--- EXERCISE GOAL ---
All that should come back is the lines of the data below from the one containing "with ties broken" to the one containing "#[derive(Debug, Clone)]", inclusive, exactly as they stand.

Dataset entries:
■ ■ ■

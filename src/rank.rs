//! Retrieval ranking: cosine similarity with deterministic ordering, plus
//! a display-only relevance adjustment.
//!
//! Selection is always similarity-based: candidates below the threshold are
//! discarded, survivors are sorted by similarity descending with ties broken
//! by document insertion order then chunk ordinal, and the list is truncated
//! to the limit. The relevance score layers bounded keyword boosts on top of
//! similarity for display, but never changes which results are selected —
//! ranking stays reproducible independent of metadata.

use crate::embedding::cosine_similarity;
use crate::store::RetrievalUnit;

/// Boost added per query keyword found in the document title.
pub const TITLE_BOOST: f32 = 0.15;
/// Boost added per query keyword found in the document tags.
pub const TAG_BOOST: f32 = 0.10;
/// Boost added per query keyword found in the chunk text.
pub const BODY_BOOST: f32 = 0.05;
/// Extra boost when two or more keyword hits corroborate each other.
pub const MULTI_MATCH_BONUS: f32 = 0.10;

/// Number of characters shown in a result snippet.
pub const SNIPPET_CHARS: usize = 240;

/// A retrieval unit scored against a query embedding.
#[derive(Debug, Clone)]
pub struct RankedUnit {
    pub unit: RetrievalUnit,
    pub similarity: f32,
}

/// Score every unit against the query embedding and return at most `limit`
/// results with similarity of at least `threshold`, similarity-descending.
///
/// Ties are broken by ascending document insertion sequence, then ascending
/// chunk ordinal, so identical inputs always produce identical orderings.
pub fn rank_units(
    query_vec: &[f32],
    units: Vec<RetrievalUnit>,
    limit: usize,
    threshold: f32,
) -> Vec<RankedUnit> {
    let mut ranked: Vec<RankedUnit> = units
        .into_iter()
        .filter_map(|unit| {
            let similarity = cosine_similarity(query_vec, &unit.embedding);
            if similarity >= threshold {
                Some(RankedUnit { unit, similarity })
            } else {
                None
            }
        })
        .collect();

    ranked.sort_by(|a, b| {
        b.similarity
            .partial_cmp(&a.similarity)
            .unwrap_or(std::cmp::Ordering::Equal)
            .then(a.unit.doc_seq.cmp(&b.unit.doc_seq))
            .then(a.unit.ordinal.cmp(&b.unit.ordinal))
    });

    ranked.truncate(limit);
    ranked
}

/// Derive the display relevance score for a ranked unit.
///
/// Starts from the raw similarity and adds bounded keyword boosts for query
/// terms appearing in the title, tags, and chunk text, clamped to `1.0`.
pub fn relevance_score(query: &str, unit: &RetrievalUnit, similarity: f32) -> f32 {
    let keywords = extract_keywords(query);
    if keywords.is_empty() {
        return similarity.min(1.0);
    }

    let title = unit.title.to_lowercase();
    let tags = unit.tags.join(" ").to_lowercase();
    let body = unit.text.to_lowercase();

    let mut score = similarity;
    let mut hits = 0usize;

    for word in &keywords {
        if title.contains(word.as_str()) {
            score += TITLE_BOOST;
            hits += 1;
        }
        if tags.contains(word.as_str()) {
            score += TAG_BOOST;
            hits += 1;
        }
        if body.contains(word.as_str()) {
            score += BODY_BOOST;
            hits += 1;
        }
    }

    if hits >= 2 {
        score += MULTI_MATCH_BONUS;
    }

    score.min(1.0)
}

/// Take a display snippet from the start of a chunk.
pub fn snippet(text: &str) -> String {
    text.chars().take(SNIPPET_CHARS).collect()
}

/// Lowercased query words worth boosting on: longer than three characters
/// and not interrogative filler.
fn extract_keywords(query: &str) -> Vec<String> {
    const STOPWORDS: [&str; 8] = [
        "what", "where", "when", "how", "that", "this", "with", "from",
    ];

    query
        .to_lowercase()
        .split(|c: char| !c.is_alphanumeric())
        .filter(|w| w.len() > 3 && !STOPWORDS.contains(w))
        .map(|w| w.to_string())
        .collect()
}
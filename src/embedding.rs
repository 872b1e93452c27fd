//! Embedding provider abstraction and implementations.
//!
//! Defines the [`EmbeddingProvider`] trait and concrete implementations:
//! - **[`DisabledEmbedder`]** — returns errors; used when embeddings are not configured.
//! - **[`CohereEmbedder`]** — calls the Cohere `/v1/embed` API.
//! - **[`OllamaEmbedder`]** — calls a local Ollama instance's `/api/embeddings`.
//!
//! Also provides [`cosine_similarity`] for comparing embedding vectors.
//!
//! Provider calls are blocking network operations with an explicit timeout.
//! A timeout or failure surfaces as [`EngineError::Provider`] immediately:
//! retry policy, if any, belongs to the caller.

use async_trait::async_trait;
use serde::Deserialize;
use std::time::Duration;

use crate::config::EmbeddingConfig;
use crate::error::{EngineError, EngineResult};

/// Narrow interface to an embedding backend: text in, fixed-dimension
/// vector out. Implementations can be swapped or mocked without touching
/// retrieval or ranking logic.
#[async_trait]
pub trait EmbeddingProvider: Send + Sync {
    /// Returns the provider identifier (e.g. `"cohere"`).
    fn provider_name(&self) -> &str;
    /// Returns the model identifier (e.g. `"embed-english-v3.0"`).
    fn model_name(&self) -> &str;
    /// Returns the embedding vector dimensionality (e.g. `1024`).
    fn dims(&self) -> usize;
    /// Convert text to an embedding vector.
    async fn embed(&self, text: &str) -> EngineResult<Vec<f32>>;
    /// Cheap connectivity check. `false` means the provider is unreachable
    /// or misconfigured; it never returns an error.
    async fn probe(&self) -> bool;
}

/// Create the appropriate [`EmbeddingProvider`] based on configuration.
///
/// | Config value | Provider |
/// |--------------|----------|
/// | `"disabled"` | [`DisabledEmbedder`] |
/// | `"cohere"`   | [`CohereEmbedder`] |
/// | `"ollama"`   | [`OllamaEmbedder`] |
pub fn create_embedder(config: &EmbeddingConfig) -> anyhow::Result<Box<dyn EmbeddingProvider>> {
    match config.provider.as_str() {
        "disabled" => Ok(Box::new(DisabledEmbedder)),
        "cohere" => Ok(Box::new(CohereEmbedder::new(config)?)),
        "ollama" => Ok(Box::new(OllamaEmbedder::new(config)?)),
        other => anyhow::bail!("Unknown embedding provider: {}", other),
    }
}

// ============ Disabled provider ============

/// A no-op embedding provider that always returns errors.
///
/// Used when `embedding.provider = "disabled"` in the configuration.
pub struct DisabledEmbedder;

#[async_trait]
impl EmbeddingProvider for DisabledEmbedder {
    fn provider_name(&self) -> &str {
        "disabled"
    }
    fn model_name(&self) -> &str {
        "disabled"
    }
    fn dims(&self) -> usize {
        0
    }
    async fn embed(&self, _text: &str) -> EngineResult<Vec<f32>> {
        Err(EngineError::provider(
            "disabled",
            "embedding provider is disabled",
        ))
    }
    async fn probe(&self) -> bool {
        false
    }
}

// ============ Cohere provider ============

/// Embedding provider using the Cohere API (`POST /v1/embed`).
///
/// Requires the `COHERE_API_KEY` environment variable.
pub struct CohereEmbedder {
    client: reqwest::Client,
    api_key: String,
    model: String,
    dims: usize,
}

impl CohereEmbedder {
    pub fn new(config: &EmbeddingConfig) -> anyhow::Result<Self> {
        let model = config
            .model
            .clone()
            .ok_or_else(|| anyhow::anyhow!("embedding.model required for Cohere provider"))?;
        let dims = config
            .dims
            .ok_or_else(|| anyhow::anyhow!("embedding.dims required for Cohere provider"))?;
        let api_key = std::env::var("COHERE_API_KEY")
            .map_err(|_| anyhow::anyhow!("COHERE_API_KEY environment variable not set"))?;

        let client = reqwest::Client::builder()
            .timeout(Duration::from_secs(config.timeout_secs))
            .build()?;

        Ok(Self {
            client,
            api_key,
            model,
            dims,
        })
    }
}

#[derive(Deserialize)]
struct CohereEmbedResponse {
    embeddings: Vec<Vec<f32>>,
}

#[async_trait]
impl EmbeddingProvider for CohereEmbedder {
    fn provider_name(&self) -> &str {
        "cohere"
    }
    fn model_name(&self) -> &str {
        &self.model
    }
    fn dims(&self) -> usize {
        self.dims
    }

    async fn embed(&self, text: &str) -> EngineResult<Vec<f32>> {
        let body = serde_json::json!({
            "model": self.model,
            "texts": [text],
            "input_type": "search_document",
        });

        let response = self
            .client
            .post("https://api.cohere.com/v1/embed")
            .header("Authorization", format!("Bearer {}", self.api_key))
            .json(&body)
            .send()
            .await
            .map_err(|e| EngineError::provider("cohere", e.to_string()))?;

        let status = response.status();
        if !status.is_success() {
            let detail = response.text().await.unwrap_or_default();
            return Err(EngineError::provider(
                "cohere",
                format!("embed returned {}: {}", status, detail),
            ));
        }

        let parsed: CohereEmbedResponse = response
            .json()
            .await
            .map_err(|e| EngineError::provider("cohere", e.to_string()))?;

        parsed
            .embeddings
            .into_iter()
            .next()
            .ok_or_else(|| EngineError::provider("cohere", "empty embedding response"))
    }

    async fn probe(&self) -> bool {
        self.client
            .get("https://api.cohere.com/v1/models")
            .header("Authorization", format!("Bearer {}", self.api_key))
            .send()
            .await
            .map(|r| r.status().is_success())
            .unwrap_or(false)
    }
}

// ============ Ollama provider ============

/// Embedding provider using a local Ollama instance (`POST /api/embeddings`).
pub struct OllamaEmbedder {
    client: reqwest::Client,
    base_url: String,
    model: String,
    dims: usize,
}

impl OllamaEmbedder {
    pub fn new(config: &EmbeddingConfig) -> anyhow::Result<Self> {
        let model = config
            .model
            .clone()
            .ok_or_else(|| anyhow::anyhow!("embedding.model required for Ollama provider"))?;
        let dims = config
            .dims
            .ok_or_else(|| anyhow::anyhow!("embedding.dims required for Ollama provider"))?;

        let client = reqwest::Client::builder()
            .timeout(Duration::from_secs(config.timeout_secs))
            .build()?;

        Ok(Self {
            client,
            base_url: config.base_url.trim_end_matches('/').to_string(),
            model,
            dims,
        })
    }
}

#[derive(Deserialize)]
struct OllamaEmbedResponse {
    embedding: Vec<f32>,
}

#[async_trait]
impl EmbeddingProvider for OllamaEmbedder {
    fn provider_name(&self) -> &str {
        "ollama"
    }
    fn model_name(&self) -> &str {
        &self.model
    }
    fn dims(&self) -> usize {
        self.dims
    }

    async fn embed(&self, text: &str) -> EngineResult<Vec<f32>> {
        let body = serde_json::json!({
            "model": self.model,
            "prompt": text,
        });

        let response = self
            .client
            .post(format!("{}/api/embeddings", self.base_url))
            .json(&body)
            .send()
            .await
            .map_err(|e| EngineError::provider("ollama", e.to_string()))?;

        let status = response.status();
        if !status.is_success() {
            let detail = response.text().await.unwrap_or_default();
            return Err(EngineError::provider(
                "ollama",
                format!("embeddings returned {}: {}", status, detail),
            ));
        }

        let parsed: OllamaEmbedResponse = response
            .json()
            .await
            .map_err(|e| EngineError::provider("ollama", e.to_string()))?;

        Ok(parsed.embedding)
    }

    async fn probe(&self) -> bool {
        self.client
            .get(format!("{}/api/tags", self.base_url))
            .send()
            .await
            .map(|r| r.status().is_success())
            .unwrap_or(false)
    }
}

// ============ Vector math ============

/// Compute cosine similarity between two embedding vectors.
///
/// Returns a value in `[-1.0, 1.0]`:
/// - `1.0` = identical direction
/// - `0.0` = orthogonal (unrelated)
/// - `-1.0` = opposite direction
///
/// Returns `0.0` for empty vectors or vectors of different lengths.
pub fn cosine_similarity(a: &[f32], b: &[f32]) -> f32 {
    if a.len() != b.len() || a.is_empty() {
        return 0.0;
    }

    let mut dot = 0.0f32;
    let mut norm_a = 0.0f32;
    let mut norm_b = 0.0f32;

    for (x, y) in a.iter().zip(b.iter()) {
        dot += x * y;
        norm_a += x * x;
        norm_b += y * y;
    }

    let denom = norm_a.sqrt() * norm_b.sqrt();
    if denom < f32::EPSILON {
        return 0.0;
    }

    dot / denom
}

■ ■ ■

--- OUTPUT OF THE TASK ---
//! discarded, survivors are sorted by similarity descending with ties broken
//! by document insertion order then chunk ordinal, and the list is truncated
//! to the limit. The relevance score layers bounded keyword boosts on top of
//! similarity for display, but never changes which results are selected —
//! ranking stays reproducible independent of metadata.

use crate::embedding::cosine_similarity;
use crate::store::RetrievalUnit;

/// Boost added per query keyword found in the document title.
pub const TITLE_BOOST: f32 = 0.15;
/// Boost added per query keyword found in the document tags.
pub const TAG_BOOST: f32 = 0.10;
/// Boost added per query keyword found in the chunk text.
pub const BODY_BOOST: f32 = 0.05;
/// Extra boost when two or more keyword hits corroborate each other.
pub const MULTI_MATCH_BONUS: f32 = 0.10;

/// Number of characters shown in a result snippet.
pub const SNIPPET_CHARS: usize = 240;

/// A retrieval unit scored against a query embedding.
#[derive(Debug, Clone)]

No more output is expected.